» **Dataset**
######

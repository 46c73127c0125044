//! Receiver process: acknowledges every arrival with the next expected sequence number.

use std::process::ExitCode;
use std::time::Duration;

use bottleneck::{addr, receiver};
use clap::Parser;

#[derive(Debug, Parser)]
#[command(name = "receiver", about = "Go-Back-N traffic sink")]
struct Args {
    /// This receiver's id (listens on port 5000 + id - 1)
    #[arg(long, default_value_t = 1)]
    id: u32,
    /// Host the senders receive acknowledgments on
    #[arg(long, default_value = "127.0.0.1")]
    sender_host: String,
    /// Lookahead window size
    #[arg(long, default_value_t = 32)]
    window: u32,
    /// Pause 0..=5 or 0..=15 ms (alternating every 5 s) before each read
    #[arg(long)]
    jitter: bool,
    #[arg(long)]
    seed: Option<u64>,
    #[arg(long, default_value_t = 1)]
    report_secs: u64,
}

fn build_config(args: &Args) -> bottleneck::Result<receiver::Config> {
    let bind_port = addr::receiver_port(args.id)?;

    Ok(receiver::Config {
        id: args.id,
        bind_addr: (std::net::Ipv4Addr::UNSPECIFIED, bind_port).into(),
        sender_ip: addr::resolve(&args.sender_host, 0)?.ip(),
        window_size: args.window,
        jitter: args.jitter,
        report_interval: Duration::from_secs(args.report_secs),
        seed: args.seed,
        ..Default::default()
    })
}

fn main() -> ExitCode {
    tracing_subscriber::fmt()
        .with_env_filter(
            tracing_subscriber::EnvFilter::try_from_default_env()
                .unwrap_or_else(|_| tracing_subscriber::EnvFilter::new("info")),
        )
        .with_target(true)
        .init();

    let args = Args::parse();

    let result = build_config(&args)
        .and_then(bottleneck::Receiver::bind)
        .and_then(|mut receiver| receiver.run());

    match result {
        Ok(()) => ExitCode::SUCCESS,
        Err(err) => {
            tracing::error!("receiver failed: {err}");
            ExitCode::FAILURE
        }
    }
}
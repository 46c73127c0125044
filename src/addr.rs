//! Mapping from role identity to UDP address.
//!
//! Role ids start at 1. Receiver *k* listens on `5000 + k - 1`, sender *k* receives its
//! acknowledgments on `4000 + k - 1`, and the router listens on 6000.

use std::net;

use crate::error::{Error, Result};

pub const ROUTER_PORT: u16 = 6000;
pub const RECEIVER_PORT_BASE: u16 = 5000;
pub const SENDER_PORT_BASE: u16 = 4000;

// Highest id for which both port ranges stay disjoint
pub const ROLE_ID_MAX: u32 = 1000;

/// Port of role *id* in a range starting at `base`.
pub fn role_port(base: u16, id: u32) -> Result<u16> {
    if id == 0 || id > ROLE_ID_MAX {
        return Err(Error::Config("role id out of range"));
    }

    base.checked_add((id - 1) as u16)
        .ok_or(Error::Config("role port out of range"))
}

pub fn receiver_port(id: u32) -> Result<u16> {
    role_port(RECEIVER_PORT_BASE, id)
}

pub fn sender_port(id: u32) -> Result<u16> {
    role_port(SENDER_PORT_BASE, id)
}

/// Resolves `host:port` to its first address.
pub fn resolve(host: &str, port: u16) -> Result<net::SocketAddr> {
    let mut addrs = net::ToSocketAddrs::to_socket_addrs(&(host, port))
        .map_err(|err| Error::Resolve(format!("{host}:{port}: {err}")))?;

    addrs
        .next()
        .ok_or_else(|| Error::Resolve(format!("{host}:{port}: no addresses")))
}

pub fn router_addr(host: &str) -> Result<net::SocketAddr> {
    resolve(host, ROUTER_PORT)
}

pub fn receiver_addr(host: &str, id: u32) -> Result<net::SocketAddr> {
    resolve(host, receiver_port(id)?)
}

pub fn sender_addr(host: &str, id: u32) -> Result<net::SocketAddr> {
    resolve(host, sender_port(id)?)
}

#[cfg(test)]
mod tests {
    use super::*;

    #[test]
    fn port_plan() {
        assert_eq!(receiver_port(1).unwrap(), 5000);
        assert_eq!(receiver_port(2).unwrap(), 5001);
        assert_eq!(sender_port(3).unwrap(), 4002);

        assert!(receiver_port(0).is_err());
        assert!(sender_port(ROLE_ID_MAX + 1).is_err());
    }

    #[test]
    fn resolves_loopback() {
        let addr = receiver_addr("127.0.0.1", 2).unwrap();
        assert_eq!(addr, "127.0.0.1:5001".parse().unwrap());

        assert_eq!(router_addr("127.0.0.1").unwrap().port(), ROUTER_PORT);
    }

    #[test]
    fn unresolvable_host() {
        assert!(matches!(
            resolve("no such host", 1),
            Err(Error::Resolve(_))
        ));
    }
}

######

» **Brief**
Each entry above must be retyped exactly.

» **Result for this exercise**
repository 46c73127c0125044
//! Receiver process: acknowledges every arrival with the next expected sequence number.

use std::process::ExitCode;
use std::time::Duration;

use bottleneck::{addr, receiver};
use clap::Parser;

#[derive(Debug, Parser)]
#[command(name = "receiver", about = "Go-Back-N traffic sink")]
struct Args {
    /// This receiver's id (listens on port 5000 + id - 1)
    #[arg(long, default_value_t = 1)]
    id: u32,
    /// Host the senders receive acknowledgments on
    #[arg(long, default_value = "127.0.0.1")]
    sender_host: String,
    /// Lookahead window size
    #[arg(long, default_value_t = 32)]
    window: u32,
    /// Pause 0..=5 or 0..=15 ms (alternating every 5 s) before each read
    #[arg(long)]
    jitter: bool,
    #[arg(long)]
    seed: Option<u64>,
    #[arg(long, default_value_t = 1)]
    report_secs: u64,
}

fn build_config(args: &Args) -> bottleneck::Result<receiver::Config> {
    let bind_port = addr::receiver_port(args.id)?;

    Ok(receiver::Config {
        id: args.id,
        bind_addr: (std::net::Ipv4Addr::UNSPECIFIED, bind_port).into(),
        sender_ip: addr::resolve(&args.sender_host, 0)?.ip(),
        window_size: args.window,
        jitter: args.jitter,
        report_interval: Duration::from_secs(args.report_secs),
        seed: args.seed,
        ..Default::default()
    })
}

fn main() -> ExitCode {
    tracing_subscriber::fmt()
        .with_env_filter(
            tracing_subscriber::EnvFilter::try_from_default_env()
                .unwrap_or_else(|_| tracing_subscriber::EnvFilter::new("info")),
        )
        .with_target(true)
        .init();

    let args = Args::parse();

    let result = build_config(&args)
        .and_then(bottleneck::Receiver::bind)
        .and_then(|mut receiver| receiver.run());

    match result {
        Ok(()) => ExitCode::SUCCESS,
        Err(err) => {
            tracing::error!("receiver failed: {err}");
            ExitCode::FAILURE
        }
    }
}
repository 46c73127c0125044
filename src/addr.rs
//! Mapping from role identity to UDP address.
//!
//! Role ids start at 1. Receiver *k* listens on `5000 + k - 1`, sender *k* receives its
//! acknowledgments on `4000 + k - 1`, and the router listens on 6000.

use std::net;

use crate::error::{Error, Result};

pub const ROUTER_PORT: u16 = 6000;
pub const RECEIVER_PORT_BASE: u16 = 5000;
pub const SENDER_PORT_BASE: u16 = 4000;

// Highest id for which both port ranges stay disjoint
pub const ROLE_ID_MAX: u32 = 1000;

/// Port of role *id* in a range starting at `base`.
pub fn role_port(base: u16, id: u32) -> Result<u16> {
    if id == 0 || id > ROLE_ID_MAX {
        return Err(Error::Config("role id out of range"));
    }

    base.checked_add((id - 1) as u16)
        .ok_or(Error::Config("role port out of range"))
}

pub fn receiver_port(id: u32) -> Result<u16> {
    role_port(RECEIVER_PORT_BASE, id)
}

pub fn sender_port(id: u32) -> Result<u16> {
    role_port(SENDER_PORT_BASE, id)
}

/// Resolves `host:port` to its first address.
pub fn resolve(host: &str, port: u16) -> Result<net::SocketAddr> {
    let mut addrs = net::ToSocketAddrs::to_socket_addrs(&(host, port))
        .map_err(|err| Error::Resolve(format!("{host}:{port}: {err}")))?;

    addrs
        .next()
        .ok_or_else(|| Error::Resolve(format!("{host}:{port}: no addresses")))
}

pub fn router_addr(host: &str) -> Result<net::SocketAddr> {
    resolve(host, ROUTER_PORT)
}

pub fn receiver_addr(host: &str, id: u32) -> Result<net::SocketAddr> {
    resolve(host, receiver_port(id)?)
}

pub fn sender_addr(host: &str, id: u32) -> Result<net::SocketAddr> {
    resolve(host, sender_port(id)?)
}

#[cfg(test)]
mod tests {
    use super::*;

    #[test]
    fn port_plan() {
        assert_eq!(receiver_port(1).unwrap(), 5000);
        assert_eq!(receiver_port(2).unwrap(), 5001);
        assert_eq!(sender_port(3).unwrap(), 4002);

        assert!(receiver_port(0).is_err());
        assert!(sender_port(ROLE_ID_MAX + 1).is_err());
    }

    #[test]
    fn resolves_loopback() {
        let addr = receiver_addr("127.0.0.1", 2).unwrap();
        assert_eq!(addr, "127.0.0.1:5001".parse().unwrap());

        assert_eq!(router_addr("127.0.0.1").unwrap().port(), ROUTER_PORT);
    }

    #[test]
    fn unresolvable_host() {
        assert!(matches!(
            resolve("no such host", 1),
            Err(Error::Resolve(_))
        ));
    }
}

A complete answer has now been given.